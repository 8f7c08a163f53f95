//! HTTP API tests: the full router against an in-memory database.

use async_trait::async_trait;
use axum::{
    body::Body,
    http::{header, Method, Request, StatusCode},
    Router,
};
use pretty_assertions::assert_eq;
use serde_json::{json, Value};
use sqlgate::config::{Connection, Snapshot};
use sqlgate::hson::{read_document, HsonSource, NoImports, WhitespaceHandling};
use sqlgate::sql::SqlValue;
use sqlgate::{app, resolve, AppState, ExecError, SqlExecutor, SqlSession};
use std::collections::VecDeque;
use std::sync::{Arc, Mutex};
use tower::ServiceExt; // for `oneshot`

const SALES: &str = r#"
// Sales reporting
{
    "$": { "schema": "dbo" },
    "services": {
        "Sales": {
            "connection": { "dataSource": "db01", "initialCatalog": "Sales" },
            "methods": {
                "ByYear": {
                    "parameters": { "year": { "sqlType": "int" } },
                    "query": {
                        "select": "s.Id, s.Amount",
                        "from": "{schema}.Sales s",
                        "where": "s.Year = @year"
                    }
                },
                "Nested": {
                    "query": { "select": "o.Id, c.Id, c.Name", "from": "o JOIN c ON c.Id = o.C" },
                    "result": { "id": "Id", "customer": { "<exists>": "Id`2", "name": "Name" } }
                },
                "Dangerous": {
                    "query": { "select": "1 AS x", "where": "1=1; DROP TABLE x" }
                }
            }
        }
    },
    "aliases": { "Revenue": "Sales" }
}
"#;

/// Records every batch and answers with canned rows.
#[derive(Clone, Default)]
struct FakeDb {
    columns: Vec<String>,
    rows: Vec<Vec<Value>>,
    calls: Arc<Mutex<Vec<(String, Vec<SqlValue>)>>>,
}

impl FakeDb {
    fn with_rows(columns: &[&str], rows: Vec<Vec<Value>>) -> Self {
        FakeDb {
            columns: columns.iter().map(|c| c.to_string()).collect(),
            rows,
            calls: Arc::default(),
        }
    }

    fn calls(&self) -> Vec<(String, Vec<SqlValue>)> {
        self.calls.lock().unwrap().clone()
    }
}

struct FakeSession {
    db: FakeDb,
    pending: VecDeque<Vec<Value>>,
}

#[async_trait]
impl SqlExecutor for FakeDb {
    async fn open(&self, _connection: &Connection) -> Result<Box<dyn SqlSession>, ExecError> {
        Ok(Box::new(FakeSession {
            db: self.clone(),
            pending: VecDeque::new(),
        }))
    }
}

#[async_trait]
impl SqlSession for FakeSession {
    async fn execute(&mut self, sql: &str, params: &[SqlValue]) -> Result<Vec<String>, ExecError> {
        self.db.calls.lock().unwrap().push((sql.to_string(), params.to_vec()));
        self.pending = self.db.rows.iter().cloned().collect();
        Ok(self.db.columns.clone())
    }

    async fn next_row(&mut self) -> Result<Option<Vec<Value>>, ExecError> {
        Ok(self.pending.pop_front())
    }
}

fn snapshot(text: &str) -> Snapshot {
    let doc = read_document(
        HsonSource::new("test.hson", text),
        WhitespaceHandling::default(),
        Arc::new(NoImports),
    )
    .unwrap();
    Snapshot {
        hash: doc.hash,
        services: resolve(&doc.value).services,
    }
}

fn router(text: &str, db: FakeDb) -> (Router, String) {
    let snapshot = snapshot(text);
    let hash = snapshot.hash.clone();
    (app(AppState::new(snapshot, Arc::new(db))), hash)
}

async fn request(app: &Router, method: Method, uri: &str) -> (StatusCode, Value) {
    let request = Request::builder().method(method).uri(uri).body(Body::empty()).unwrap();
    let response = app.clone().oneshot(request).await.unwrap();
    let status = response.status();
    let body = axum::body::to_bytes(response.into_body(), usize::MAX).await.unwrap();
    let json: Value = serde_json::from_slice(&body).unwrap_or_else(|_| json!({}));
    (status, json)
}

async fn get(app: &Router, uri: &str) -> (StatusCode, Value) {
    request(app, Method::GET, uri).await
}

#[tokio::test]
async fn missing_required_parameter_is_listed() {
    let db = FakeDb::default();
    let (app, _) = router(SALES, db.clone());
    let (status, body) = get(&app, "/data/Sales/ByYear").await;
    assert_eq!(status, StatusCode::BAD_REQUEST);
    assert_eq!(body["error"]["message"], "Missing required parameters");
    assert_eq!(body["error"]["details"]["parameters"]["year"]["sqlName"], "@year");
    assert!(db.calls().is_empty());
}

#[tokio::test]
async fn executes_compiled_select_with_typed_parameter() {
    let db = FakeDb::with_rows(&["Id", "Amount"], vec![vec![json!(1), json!(9.5)], vec![json!(2), json!(3)]]);
    let (app, hash) = router(SALES, db.clone());
    let (status, body) = get(&app, "/data/Sales/ByYear?YEAR=2024").await;
    assert_eq!(status, StatusCode::OK, "{}", body);
    assert_eq!(body["data"], json!([{ "Id": 1, "Amount": 9.5 }, { "Id": 2, "Amount": 3 }]));

    let meta = &body["meta"];
    assert_eq!(meta["configHash"], json!(hash));
    assert_eq!(meta["service"], "Sales");
    assert_eq!(meta["method"], "ByYear");
    assert_eq!(meta["parameters"]["year"], json!({ "isValid": true, "value": 2024 }));
    for phase in ["open", "exec", "read", "total"] {
        assert!(meta["timings"][phase].as_f64().unwrap() >= 0.0, "{}", phase);
    }

    let calls = db.calls();
    assert_eq!(calls.len(), 1);
    assert_eq!(
        calls[0].0,
        "DECLARE @year int = @P1;\r\nSET TRANSACTION ISOLATION LEVEL READ UNCOMMITTED;\r\n\
         SELECT s.Id, s.Amount\r\nFROM dbo.Sales s\r\nWHERE s.Year = @year"
    );
    assert_eq!(calls[0].1, vec![SqlValue::I32(2024)]);
}

#[tokio::test]
async fn invalid_parameter_value_is_rejected_before_execution() {
    let db = FakeDb::default();
    let (app, _) = router(SALES, db.clone());
    let (status, body) = get(&app, "/data/Sales/ByYear?year=soon").await;
    assert_eq!(status, StatusCode::BAD_REQUEST);
    assert_eq!(body["error"]["message"], "Invalid parameter value");
    assert_eq!(body["error"]["details"]["parameter"], "year");
    assert_eq!(body["error"]["details"]["attemptedValue"], "soon");
    assert!(db.calls().is_empty());
}

#[tokio::test]
async fn injected_clause_is_never_executed() {
    let db = FakeDb::default();
    let (app, _) = router(SALES, db.clone());
    let (status, body) = get(&app, "/data/Sales/Dangerous").await;
    assert_eq!(status, StatusCode::INTERNAL_SERVER_ERROR);
    assert_eq!(body["error"]["message"], "Bad method descriptor");
    assert_eq!(
        body["error"]["details"]["errors"],
        json!(["No semicolons are allowed in any query clause"])
    );
    assert!(db.calls().is_empty());
}

#[tokio::test]
async fn meta_with_no_services_reports_hash() {
    let (app, hash) = router(r#"{ "services": {} }"#, FakeDb::default());
    let (status, body) = get(&app, "/meta").await;
    assert_eq!(status, StatusCode::OK);
    assert_eq!(body["data"], json!({ "configHash": hash, "serviceLinks": {} }));
}

#[tokio::test]
async fn result_mapping_shapes_rows() {
    let db = FakeDb::with_rows(
        &["Id", "Id", "Name"],
        vec![vec![json!(1), json!(7), json!("Ann")], vec![json!(2), Value::Null, Value::Null]],
    );
    let (app, _) = router(SALES, db);
    let (status, body) = get(&app, "/data/revenue/nested").await;
    assert_eq!(status, StatusCode::OK, "{}", body);
    assert_eq!(
        body["data"],
        json!([
            { "id": 1, "customer": { "name": "Ann" } },
            { "id": 2, "customer": null }
        ])
    );
}

#[tokio::test]
async fn routing_errors() {
    let (app, _) = router(SALES, FakeDb::default());

    let (status, body) = request(&app, Method::POST, "/meta").await;
    assert_eq!(status, StatusCode::METHOD_NOT_ALLOWED);
    assert_eq!(body["error"]["message"], "Method Not Allowed");

    let (status, body) = get(&app, "/stats").await;
    assert_eq!(status, StatusCode::BAD_REQUEST);
    assert_eq!(body["error"]["message"], "Unknown request type 'stats'");

    let (status, body) = get(&app, "/meta/Nope").await;
    assert_eq!(status, StatusCode::BAD_REQUEST);
    assert_eq!(body["error"]["details"], json!({ "service": "Nope" }));

    let (status, body) = get(&app, "/meta/Sales/Nope").await;
    assert_eq!(status, StatusCode::BAD_REQUEST);
    assert_eq!(body["error"]["message"], "Unknown method name 'Nope'");

    let (status, body) = get(&app, "/meta/Sales/ByYear/extra").await;
    assert_eq!(status, StatusCode::BAD_REQUEST);
    assert_eq!(body["error"]["message"], "Too many path components supplied");
}

#[tokio::test]
async fn data_without_method_redirects_to_meta() {
    let (app, _) = router(SALES, FakeDb::default());
    let request = Request::builder().uri("/data/Sales").body(Body::empty()).unwrap();
    let response = app.clone().oneshot(request).await.unwrap();
    assert_eq!(response.status(), StatusCode::FOUND);
    assert_eq!(response.headers()[header::LOCATION], "/meta/Sales");

    let request = Request::builder().uri("/data").body(Body::empty()).unwrap();
    let response = app.oneshot(request).await.unwrap();
    assert_eq!(response.headers()[header::LOCATION], "/meta");
}

#[tokio::test]
async fn root_and_meta_views() {
    let (app, hash) = router(SALES, FakeDb::default());

    let (status, body) = get(&app, "/").await;
    assert_eq!(status, StatusCode::OK);
    assert_eq!(
        body["data"],
        json!({
            "configHash": hash,
            "links": [{ "rel": "meta", "href": "/meta" }, { "rel": "errors", "href": "/errors" }]
        })
    );

    let (_, body) = get(&app, "/meta").await;
    assert_eq!(
        body["data"]["serviceLinks"],
        json!({
            "Sales": { "rel": "child", "href": "/meta/Sales" },
            "Revenue": { "rel": "child", "href": "/meta/Revenue" }
        })
    );

    let (_, body) = get(&app, "/meta/Sales").await;
    let service = &body["data"]["service"];
    assert_eq!(service["name"], "Sales");
    assert_eq!(service["connection"], json!({ "dataSource": "db01", "initialCatalog": "Sales" }));
    assert_eq!(service["tokens"], json!({ "schema": "dbo" }));

    let (_, body) = get(&app, "/meta/Sales/ByYear").await;
    let data = &body["data"];
    assert_eq!(data["serviceLink"], json!({ "rel": "parent", "href": "/meta/Sales" }));
    assert_eq!(data["selfLink"], json!({ "rel": "self", "href": "/meta/Sales/ByYear" }));
    assert_eq!(data["dataLink"], json!({ "rel": "data", "href": "/data/Sales/ByYear" }));
    assert_eq!(data["method"]["sql"], "SELECT s.Id, s.Amount\r\nFROM dbo.Sales s\r\nWHERE s.Year = @year");
}

#[tokio::test]
async fn errors_views_list_failing_entities() {
    let (app, _) = router(SALES, FakeDb::default());

    let (status, body) = get(&app, "/errors").await;
    assert_eq!(status, StatusCode::OK);
    assert_eq!(body["data"]["errors"], json!([]));
    assert_eq!(
        body["data"]["services"],
        json!({
            "Sales": {
                "errors": [],
                "methods": { "Dangerous": { "errors": ["No semicolons are allowed in any query clause"] } }
            }
        })
    );

    let (_, body) = get(&app, "/errors/Sales/ByYear").await;
    assert_eq!(body["data"]["errors"], json!([]));
}

#[tokio::test]
async fn severe_errors_block_meta_and_data_but_not_errors() {
    let (app, _) = router(r#"{ "aliases": {} }"#, FakeDb::default());

    let (status, body) = get(&app, "/meta").await;
    assert_eq!(status, StatusCode::INTERNAL_SERVER_ERROR);
    assert_eq!(body["error"]["message"], "Severe errors encountered");
    assert_eq!(body["error"]["details"]["errors"], json!(["A 'services' section is required"]));

    let (status, _) = get(&app, "/data/Sales/ByYear").await;
    assert_eq!(status, StatusCode::INTERNAL_SERVER_ERROR);

    let (status, body) = get(&app, "/errors").await;
    assert_eq!(status, StatusCode::OK);
    assert_eq!(body["data"]["errors"], json!(["A 'services' section is required"]));

    let (status, _) = get(&app, "/health").await;
    assert_eq!(status, StatusCode::OK);
    let (status, _) = get(&app, "/ready").await;
    assert_eq!(status, StatusCode::SERVICE_UNAVAILABLE);
}

#[tokio::test]
async fn encoded_names_are_decoded_and_links_encoded() {
    let text = r#"{
        "services": {
            "Sales East": {
                "connection": { "dataSource": "db01" },
                "methods": { "Top 10": { "query": { "select": "1 AS one" } } }
            }
        }
    }"#;
    let db = FakeDb::with_rows(&["one"], vec![vec![json!(1)]]);
    let (app, _) = router(text, db);

    let (status, body) = get(&app, "/meta/Sales%20East/Top%2010").await;
    assert_eq!(status, StatusCode::OK, "{}", body);
    assert_eq!(body["data"]["dataLink"]["href"], "/data/Sales%20East/Top%2010");

    let (status, body) = get(&app, "/data/sales%20east/top%2010").await;
    assert_eq!(status, StatusCode::OK, "{}", body);
    assert_eq!(body["data"], json!([{ "one": 1 }]));

    let request = Request::builder().uri("/data/Sales%20East").body(Body::empty()).unwrap();
    let response = app.clone().oneshot(request).await.unwrap();
    assert_eq!(response.status(), StatusCode::FOUND);
    assert_eq!(response.headers()[header::LOCATION], "/meta/Sales%20East");

    let (status, _) = get(&app, "/meta/%FF").await;
    assert_eq!(status, StatusCode::BAD_REQUEST);
}

#[tokio::test]
async fn parameters_keep_declaration_order() {
    let text = r#"{
        "services": { "S": {
            "connection": { "dataSource": "db01" },
            "methods": { "M": {
                "parameters": {
                    "zeta": { "sqlType": "int" },
                    "alpha": { "sqlType": "varchar(10)" }
                },
                "query": { "select": "@zeta AS z, @alpha AS a" }
            } }
        } }
    }"#;
    let db = FakeDb::with_rows(&["z", "a"], vec![]);
    let (app, _) = router(text, db.clone());

    let keys = |v: &Value| v.as_object().unwrap().keys().cloned().collect::<Vec<_>>();
    let (_, body) = get(&app, "/meta/S/M").await;
    assert_eq!(keys(&body["data"]["method"]["parameters"]), vec!["zeta", "alpha"]);

    let (status, body) = get(&app, "/data/S/M?alpha=x&zeta=1").await;
    assert_eq!(status, StatusCode::OK, "{}", body);
    assert_eq!(keys(&body["meta"]["parameters"]), vec!["zeta", "alpha"]);
    let calls = db.calls();
    assert!(calls[0].0.starts_with("DECLARE @zeta int = @P1;\r\nDECLARE @alpha varchar(10) = @P2;\r\n"), "{}", calls[0].0);
    assert_eq!(calls[0].1, vec![SqlValue::I32(1), SqlValue::String("x".into())]);
}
######
- [Task statement]:
Up to and including the line that holds "JOIN c ON c.Id", reproduce the records above exactly from their first line, and give nothing else.

- [Solution for this problem]:
repository 8f7c08a163f53f95
//! HTTP API tests: the full router against an in-memory database.

use async_trait::async_trait;
use axum::{
    body::Body,
    http::{header, Method, Request, StatusCode},
    Router,
};
use pretty_assertions::assert_eq;
use serde_json::{json, Value};
use sqlgate::config::{Connection, Snapshot};
use sqlgate::hson::{read_document, HsonSource, NoImports, WhitespaceHandling};
use sqlgate::sql::SqlValue;
use sqlgate::{app, resolve, AppState, ExecError, SqlExecutor, SqlSession};
use std::collections::VecDeque;
use std::sync::{Arc, Mutex};
use tower::ServiceExt; // for `oneshot`

const SALES: &str = r#"
// Sales reporting
{
    "$": { "schema": "dbo" },
    "services": {
        "Sales": {
            "connection": { "dataSource": "db01", "initialCatalog": "Sales" },
            "methods": {
                "ByYear": {
                    "parameters": { "year": { "sqlType": "int" } },
                    "query": {
                        "select": "s.Id, s.Amount",
                        "from": "{schema}.Sales s",
                        "where": "s.Year = @year"
                    }
                },
                "Nested": {
                    "query": { "select": "o.Id, c.Id, c.Name", "from": "o JOIN c ON c.Id = o.C" },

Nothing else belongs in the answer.